TASK TO COMPLETE: Repeat only the stretch of lines below that runs from the line with "fn finish(&mut self)" through the line with "let this = self.get_mut();", unaltered.

((

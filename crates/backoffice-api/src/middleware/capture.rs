//! Request capture middleware
//!
//! Builds one [`LogRecord`] per request and hands it to the log channel.
//! Request bodies are read up to the capture limit and then re-assembled for
//! the handler. The response body is teed as it streams out, and the record is
//! submitted when that stream ends or is dropped, so latency covers the whole
//! exchange.

use axum::{
    body::Body,
    extract::{ConnectInfo, MatchedPath, Request, State},
    http::{header, HeaderMap, Method},
    middleware::Next,
    response::{IntoResponse, Response},
};
use backoffice_access_log::{
    capture::effective_limit, capture_body, BodyCapture, LogRecord, LogSender,
};
use bytes::{Bytes, BytesMut};
use chrono::Utc;
use futures::{
    stream::{self, BoxStream},
    Stream, StreamExt,
};
use std::{
    any::Any,
    net::SocketAddr,
    pin::Pin,
    sync::Arc,
    task::{Context, Poll},
    time::Instant,
};
use tracing::{debug, error, info};

use crate::response::{ApiError, HandlerErrors};

/// State shared by every instance of the capture middleware
pub struct CaptureState {
    pub sender: LogSender,
    /// Per-body capture limit; 0 falls back to the default
    pub max_body_bytes: usize,
    /// Requests whose path contains any of these are not captured
    pub skip_paths: Vec<String>,
}

impl CaptureState {
    pub fn new(sender: LogSender, max_body_bytes: usize, skip_paths: Vec<String>) -> Self {
        Self {
            sender,
            max_body_bytes,
            skip_paths,
        }
    }

    fn skips(&self, request: &Request) -> bool {
        if request.method() == Method::OPTIONS {
            return true;
        }
        let path = request.uri().path();
        self.skip_paths
            .iter()
            .any(|skip| !skip.is_empty() && path.contains(skip.as_str()))
    }
}

/// Capture middleware
pub async fn capture_requests(
    State(state): State<Arc<CaptureState>>,
    request: Request,
    next: Next,
) -> Response {
    if state.skips(&request) {
        return next.run(request).await;
    }

    let started = Instant::now();
    let limit = effective_limit(state.max_body_bytes);

    let method = request.method().to_string();
    let path = request.uri().path().to_string();
    let query = request.uri().query().unwrap_or_default().to_string();
    let handler = match request.extensions().get::<MatchedPath>() {
        Some(matched) => format!("{} {}", method, matched.as_str()),
        None => path.clone(),
    };
    let ip = client_ip(request.headers(), request.extensions().get::<ConnectInfo<SocketAddr>>());
    let user_agent = header_string(request.headers(), header::USER_AGENT.as_str());
    let content_length = request
        .headers()
        .get(header::CONTENT_LENGTH)
        .and_then(|value| value.to_str().ok())
        .and_then(|value| value.trim().parse::<i64>().ok())
        .unwrap_or(-1);

    let (parts, body) = request.into_parts();
    let (request_capture, body) = if parts.method == Method::GET {
        (BodyCapture::empty(), body)
    } else {
        read_prefix(body, limit).await
    };

    let response = next.run(Request::from_parts(parts, body)).await;

    let (mut parts, body) = response.into_parts();
    let errors = parts
        .extensions
        .remove::<HandlerErrors>()
        .map(|reported| reported.0.join("\n"))
        .unwrap_or_default();

    let pending = PendingRecord {
        sender: state.sender.clone(),
        started,
        method,
        path,
        query,
        ip,
        user_agent,
        status: parts.status.as_u16(),
        handler,
        request: request_capture,
        errors,
        content_length,
    };

    let tee = ResponseTee {
        inner: body.into_data_stream().boxed(),
        held: BytesMut::new(),
        limit,
        pending: Some(pending),
    };

    Response::from_parts(parts, Body::from_stream(tee))
}

/// Turn a handler panic into a 500 envelope the capture layer can still record.
pub fn panic_response(err: Box<dyn Any + Send + 'static>) -> Response {
    let detail = if let Some(message) = err.downcast_ref::<String>() {
        message.clone()
    } else if let Some(message) = err.downcast_ref::<&str>() {
        message.to_string()
    } else {
        "unknown panic".to_string()
    };

    error!("Handler panicked: {}", detail);

    let mut response = ApiError::Internal("internal server error".to_string()).into_response();
    response
        .extensions_mut()
        .insert(HandlerErrors(vec![format!("panic: {}", detail)]));
    response
}

fn header_string(headers: &HeaderMap, name: &str) -> String {
    headers
        .get(name)
        .and_then(|value| value.to_str().ok())
        .unwrap_or_default()
        .to_string()
}

fn client_ip(headers: &HeaderMap, peer: Option<&ConnectInfo<SocketAddr>>) -> String {
    let forwarded = headers
        .get("x-forwarded-for")
        .and_then(|value| value.to_str().ok())
        .and_then(|value| value.split(',').map(str::trim).find(|ip| !ip.is_empty()));
    if let Some(ip) = forwarded {
        return ip.to_string();
    }

    let real_ip = header_string(headers, "x-real-ip");
    if !real_ip.trim().is_empty() {
        return real_ip.trim().to_string();
    }

    peer.map(|ConnectInfo(addr)| addr.ip().to_string())
        .unwrap_or_default()
}

/// Read frames until more than `limit` bytes are held or the body ends, then
/// hand back the capture plus a body that replays everything for the handler.
async fn read_prefix(body: Body, limit: usize) -> (BodyCapture, Body) {
    let mut frames = body.into_data_stream();
    let mut held: Vec<Bytes> = Vec::new();
    let mut size = 0;
    let mut failure = None;
    let mut ended = false;

    while size <= limit {
        match frames.next().await {
            Some(Ok(chunk)) => {
                size += chunk.len();
                held.push(chunk);
            }
            Some(Err(e)) => {
                debug!("Request body read failed: {}", e);
                failure = Some(e);
                break;
            }
            None => {
                ended = true;
                break;
            }
        }
    }

    let mut prefix = BytesMut::with_capacity(size);
    for chunk in &held {
        prefix.extend_from_slice(chunk);
    }
    let prefix = prefix.freeze();
    let capture = capture_body(&prefix, limit, !ended);

    if ended {
        return (capture, Body::from(prefix));
    }

    let replay = stream::iter(
        held.into_iter()
            .map(Ok)
            .chain(failure.into_iter().map(Err)),
    );
    (capture, Body::from_stream(replay.chain(frames)))
}

/// Everything about the exchange except the response body
struct PendingRecord {
    sender: LogSender,
    started: Instant,
    method: String,
    path: String,
    query: String,
    ip: String,
    user_agent: String,
    status: u16,
    handler: String,
    request: BodyCapture,
    errors: String,
    content_length: i64,
}

impl PendingRecord {
    fn submit(self, response: BodyCapture) {
        let latency = self.started.elapsed();
        let now = Utc::now();

        info!(
            target: "http_request",
            method = %self.method,
            path = %self.path,
            status = self.status,
            latency_ms = u64::try_from(latency.as_millis()).unwrap_or(u64::MAX),
            ip = %self.ip,
            "request completed"
        );

        let record = LogRecord {
            timestamp: now,
            method: self.method,
            path: self.path,
            query: self.query,
            ip: self.ip,
            user_agent: self.user_agent,
            status: self.status,
            latency,
            handler: self.handler,
            truncated: self.request.truncated || response.truncated,
            request: self.request.body,
            response: response.body,
            errors: self.errors,
            content_length: self.content_length,
            created_at: now,
        };

        self.sender.enqueue(record);
    }
}

/// Response body wrapper that keeps at most `limit + 1` bytes of what it forwards
struct ResponseTee {
    inner: BoxStream<'static, Result<Bytes, axum::Error>>,
    held: BytesMut,
    limit: usize,
    pending: Option<PendingRecord>,
}

impl ResponseTee {
    fn observe(&mut self, chunk: &Bytes) {
        // One byte past the limit is enough to know the body was cut
        let room = (self.limit + 1).saturating_sub(self.held.len());
        if room > 0 {
            self.held
                .extend_from_slice(&chunk[..chunk.len().min(room)]);
        }
    }

    fn finish(&mut self) {
        if let Some(pending) = self.pending.take() {
            let response = capture_body(&self.held, self.limit, false);
            pending.submit(response);
        }
    }
}

impl Stream for ResponseTee {
    type Item = Result<Bytes, axum::Error>;

    fn poll_next(self: Pin<&mut Self>, cx: &mut Context<'_>) -> Poll<Option<Self::Item>> {
        let this = self.get_mut();

        match this.inner.poll_next_unpin(cx) {
            Poll::Ready(Some(Ok(chunk))) => {
                this.observe(&chunk);
                Poll::Ready(Some(Ok(chunk)))
            }
            Poll::Ready(None) => {
                this.finish();
                Poll::Ready(None)
            }
            other => other,
        }
    }
}

impl Drop for ResponseTee {
    fn drop(&mut self) {
        self.finish();
    }
}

))

TASK ANSWER:
    fn finish(&mut self) {
        if let Some(pending) = self.pending.take() {
            let response = capture_body(&self.held, self.limit, false);
            pending.submit(response);
        }
    }
}

impl Stream for ResponseTee {
    type Item = Result<Bytes, axum::Error>;

    fn poll_next(self: Pin<&mut Self>, cx: &mut Context<'_>) -> Poll<Option<Self::Item>> {
        let this = self.get_mut();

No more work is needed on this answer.